Dr. Giuseppe Brisinda of Catholic University Hospital "Agostino Gemelli" in Rome and his colleagues report the outcomes for 77 men ages 50-80 years with so-called benign prostatic hypertrophy or BPH, in the medical journal Urology.
The patients were given injections of Botox into the two lobes of the prostate under ultrasound guidance.
Before treatment, the average symptom score on a standard index was 24.1; a score of 20-35 is considered severe. Average prostate volume was 54 milliliters, and peak urinary flow was 8.6 milliliters per second.

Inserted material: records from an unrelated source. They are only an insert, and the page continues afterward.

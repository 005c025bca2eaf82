//! sRGB transfer curve conversions on 8-bit pixels, built on `linear_srgb`.
//!
//! Alpha is never converted.

use linear_srgb::default::{linear_to_srgb_u8, srgb_u8_to_linear};

use crate::image_pipeline::raster::Bgra;

fn decode_channel(value: u8) -> u8 {
    (srgb_u8_to_linear(value) * 255.0).clamp(0.0, 255.0).round() as u8
}

fn encode_channel(value: u8) -> u8 {
    linear_to_srgb_u8(value as f32 / 255.0)
}

/// Converts a gamma-encoded pixel to linear light.
pub fn to_linear(pixel: Bgra) -> Bgra {
    Bgra::new(
        decode_channel(pixel.b),
        decode_channel(pixel.g),
        decode_channel(pixel.r),
        pixel.a,
    )
}

/// Converts a linear-light pixel back to display space.
pub fn to_srgb(pixel: Bgra) -> Bgra {
    Bgra::new(
        encode_channel(pixel.b),
        encode_channel(pixel.g),
        encode_channel(pixel.r),
        pixel.a,
    )
}
//! Image processing pipeline module
//!
//! This module provides a parallel pixel transform engine for still rasters
//! and a frame-by-frame pipeline for animated images, with separate modules
//! for rasters, transforms, palette quantization and animation orchestration.

pub mod common;
pub mod raster;
pub mod transform;
pub mod quantize;
pub mod animation;

pub use common::{
    ProcessingError,
    Result,
};

pub use raster::{
    Bgra,
    Raster,
    Rectangle,
};

pub use transform::{
    ColorMatrix,
    ColorMatrixFilter,
    ParallelTransform,
    PixelTransform,
    TransformOptions,
    TransformOptionsBuilder,
};

pub use quantize::{
    IndexedRaster,
    NeuQuantizer,
    Quantizer,
    QuantizerOptions,
};

pub use animation::{
    AnimatedFormat,
    AnimationConfig,
    AnimationConfigBuilder,
    AnimationHeader,
    AnimationMode,
    AnimationPipeline,
    Disposal,
    Frame,
    FrameMetadata,
    FrameSink,
    FrameSource,
    GifFormat,
    LoopCount,
};
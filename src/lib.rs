pub mod image_pipeline;
pub mod logger;
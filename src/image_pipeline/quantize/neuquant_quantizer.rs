//! Quantizer backed by the NeuQuant network from `color_quant`.
//!
//! Frames whose distinct opaque colors already fit in the palette are indexed
//! exactly; only larger color sets go through the network.

use std::collections::HashMap;

use color_quant::NeuQuant;
use tracing::debug;

use crate::image_pipeline::common::error::{ProcessingError, Result};
use crate::image_pipeline::quantize::quantizer::Quantizer;
use crate::image_pipeline::quantize::types::{IndexedRaster, MAX_PALETTE_SIZE, QuantizerOptions};
use crate::image_pipeline::raster::{Bgra, Raster};

#[derive(Debug, Clone, Copy, Default)]
pub struct NeuQuantizer;

fn validate(options: &QuantizerOptions) -> Result<()> {
    if !(2..=MAX_PALETTE_SIZE).contains(&options.max_colors) {
        return Err(ProcessingError::QuantizeError(format!(
            "palette size {} outside 2..={}",
            options.max_colors, MAX_PALETTE_SIZE
        )));
    }
    if !(1..=30).contains(&options.sample_factor) {
        return Err(ProcessingError::QuantizeError(format!(
            "sample factor {} outside 1..=30",
            options.sample_factor
        )));
    }
    Ok(())
}

/// Palette in first-seen order, or `None` when more than `slots` colors occur.
fn exact_palette(
    raster: &Raster,
    slots: usize,
    is_opaque: impl Fn(&Bgra) -> bool,
) -> Option<(Vec<[u8; 3]>, Vec<u8>)> {
    let mut lookup: HashMap<[u8; 3], u8> = HashMap::new();
    let mut palette = Vec::new();
    let mut indices = Vec::with_capacity(raster.pixels().len());
    for pixel in raster.pixels() {
        if !is_opaque(pixel) {
            indices.push(0);
            continue;
        }
        let color = [pixel.r, pixel.g, pixel.b];
        let index = match lookup.get(&color) {
            Some(&index) => index,
            None => {
                if palette.len() == slots {
                    return None;
                }
                let index = palette.len() as u8;
                palette.push(color);
                lookup.insert(color, index);
                index
            }
        };
        indices.push(index);
    }
    Some((palette, indices))
}

fn network_palette(
    raster: &Raster,
    slots: usize,
    sample_factor: i32,
    is_opaque: impl Fn(&Bgra) -> bool,
) -> (Vec<[u8; 3]>, Vec<u8>) {
    let samples: Vec<u8> = raster
        .pixels()
        .iter()
        .filter(|p| is_opaque(*p))
        .flat_map(|p| [p.r, p.g, p.b, 255])
        .collect();
    let network = NeuQuant::new(sample_factor, slots, &samples);

    let palette = (0..slots)
        .map(|i| match network.lookup(i) {
            Some([r, g, b, _]) => [r, g, b],
            None => [0, 0, 0],
        })
        .collect();
    let indices = raster
        .pixels()
        .iter()
        .map(|p| {
            if is_opaque(p) {
                network.index_of(&[p.r, p.g, p.b, 255]) as u8
            } else {
                0
            }
        })
        .collect();
    (palette, indices)
}

impl Quantizer for NeuQuantizer {
    fn quantize(&self, raster: &Raster, options: &QuantizerOptions) -> Result<IndexedRaster> {
        validate(options)?;

        let threshold = options.alpha_threshold;
        let is_opaque = |p: &Bgra| p.a >= threshold;
        let has_transparency = raster.pixels().iter().any(|p| !is_opaque(p));
        let slots = options.max_colors - usize::from(has_transparency);

        let (mut palette, mut indices) = match exact_palette(raster, slots, is_opaque) {
            Some(exact) => exact,
            None => network_palette(raster, slots, options.sample_factor, is_opaque),
        };

        let transparent = if has_transparency {
            let index = palette.len() as u8;
            palette.push([0, 0, 0]);
            for (slot, pixel) in indices.iter_mut().zip(raster.pixels()) {
                if !is_opaque(pixel) {
                    *slot = index;
                }
            }
            Some(index)
        } else {
            None
        };

        debug!(
            colors = palette.len(),
            transparent = transparent.is_some(),
            "Quantized {}x{} raster",
            raster.width(),
            raster.height()
        );

        Ok(IndexedRaster {
            width: raster.width(),
            height: raster.height(),
            indices,
            palette,
            transparent,
        })
    }
}
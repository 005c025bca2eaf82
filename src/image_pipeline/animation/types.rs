//! Animation frame and configuration types

use crate::image_pipeline::common::error::Result;
use crate::image_pipeline::quantize::QuantizerOptions;

/// What happens to a frame's area before the next frame is drawn
#[derive(Debug, Clone, Copy, PartialEq, Eq, Default)]
pub enum Disposal {
    /// No disposal specified
    #[default]
    Any,
    /// Leave the frame in place
    Keep,
    /// Clear the frame area to the background
    Background,
    /// Restore what was there before the frame
    Previous,
}

/// Per-frame timing and compositing hints, forwarded untouched
#[derive(Debug, Clone, Copy, PartialEq, Eq, Default)]
pub struct FrameMetadata {
    /// Display time in hundredths of a second
    pub delay: u16,
    pub disposal: Disposal,
    pub needs_user_input: bool,
}

/// One frame of an animation: an image payload placed on the logical screen.
#[derive(Debug, Clone, PartialEq, Eq)]
pub struct Frame<T> {
    pub image: T,
    pub left: usize,
    pub top: usize,
    pub metadata: FrameMetadata,
}

impl<T> Frame<T> {
    pub fn new(image: T, metadata: FrameMetadata) -> Self {
        Self {
            image,
            left: 0,
            top: 0,
            metadata,
        }
    }

    pub fn with_offset(mut self, left: usize, top: usize) -> Self {
        self.left = left;
        self.top = top;
        self
    }

    /// Replaces the image, keeping placement and metadata.
    pub fn try_map<U, F>(self, f: F) -> Result<Frame<U>>
    where
        F: FnOnce(T) -> Result<U>,
    {
        Ok(Frame {
            image: f(self.image)?,
            left: self.left,
            top: self.top,
            metadata: self.metadata,
        })
    }
}

/// How many times an animation repeats
#[derive(Debug, Clone, Copy, PartialEq, Eq, Default)]
pub enum LoopCount {
    #[default]
    Infinite,
    /// Extra repetitions after the first pass; 0 plays once
    Finite(u16),
}

impl LoopCount {
    /// Value stored in a NETSCAPE2.0 extension, where 0 means forever.
    pub fn netscape_value(&self) -> Option<u16> {
        match self {
            LoopCount::Infinite => Some(0),
            LoopCount::Finite(0) => None,
            LoopCount::Finite(n) => Some(*n),
        }
    }
}

/// Sequence-level information of a decoded animation
#[derive(Debug, Clone, Copy, PartialEq, Eq)]
pub struct AnimationHeader {
    pub width: usize,
    pub height: usize,
    pub loop_count: LoopCount,
}

/// How frame rasters are reconstructed while decoding
#[derive(Debug, Clone, Copy, PartialEq, Eq, Default)]
pub enum AnimationMode {
    /// Every frame is the full screen, composited according to disposal
    #[default]
    Composite,
    /// Every frame is the stored sub-rectangle at its own offset
    Delta,
}

/// Configuration for animation processing
#[derive(Debug, Clone)]
pub struct AnimationConfig {
    /// Frame reconstruction mode handed to the decoder
    pub mode: AnimationMode,
    /// Palette quantization settings applied to every processed frame
    pub quantizer: QuantizerOptions,
    /// Whether to reject processed frames with a zero dimension
    pub validate_dimensions: bool,
}

impl Default for AnimationConfig {
    fn default() -> Self {
        Self {
            mode: AnimationMode::Composite,
            quantizer: QuantizerOptions::default(),
            validate_dimensions: true,
        }
    }
}

impl AnimationConfig {
    pub fn builder() -> AnimationConfigBuilder {
        AnimationConfigBuilder::default()
    }
}

/// Builder for AnimationConfig
#[derive(Default)]
pub struct AnimationConfigBuilder {
    mode: Option<AnimationMode>,
    quantizer: Option<QuantizerOptions>,
    validate_dimensions: Option<bool>,
}

impl AnimationConfigBuilder {
    pub fn mode(mut self, mode: AnimationMode) -> Self {
        self.mode = Some(mode);
        self
    }

    pub fn quantizer(mut self, options: QuantizerOptions) -> Self {
        self.quantizer = Some(options);
        self
    }

    pub fn validate_dimensions(mut self, validate: bool) -> Self {
        self.validate_dimensions = Some(validate);
        self
    }

    pub fn build(self) -> AnimationConfig {
        let default = AnimationConfig::default();
        AnimationConfig {
            mode: self.mode.unwrap_or(default.mode),
            quantizer: self.quantizer.unwrap_or(default.quantizer),
            validate_dimensions: self.validate_dimensions.unwrap_or(default.validate_dimensions),
        }
    }
}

Response peaked at 2 months: the symptom score fell to 8.7 and remained low (11.1) at 30 months; prostate volume was 31 milliliters at 2 months and 27 milliliters at 30 months; corresponding values for peak urinary flow were 16.5 and 14.5 milliliters per second.
What's more, the treatment was also associated with sustained reductions in PSA levels, indicating a possible anti-cancer effect. PSA levels averaged 6.2 before treatment, and this dropped to 3.0 within 2 months.
Despite these promising results, Brisinda's team says that Botox treatment of BPH should be tested further "before its general usage can be advocated."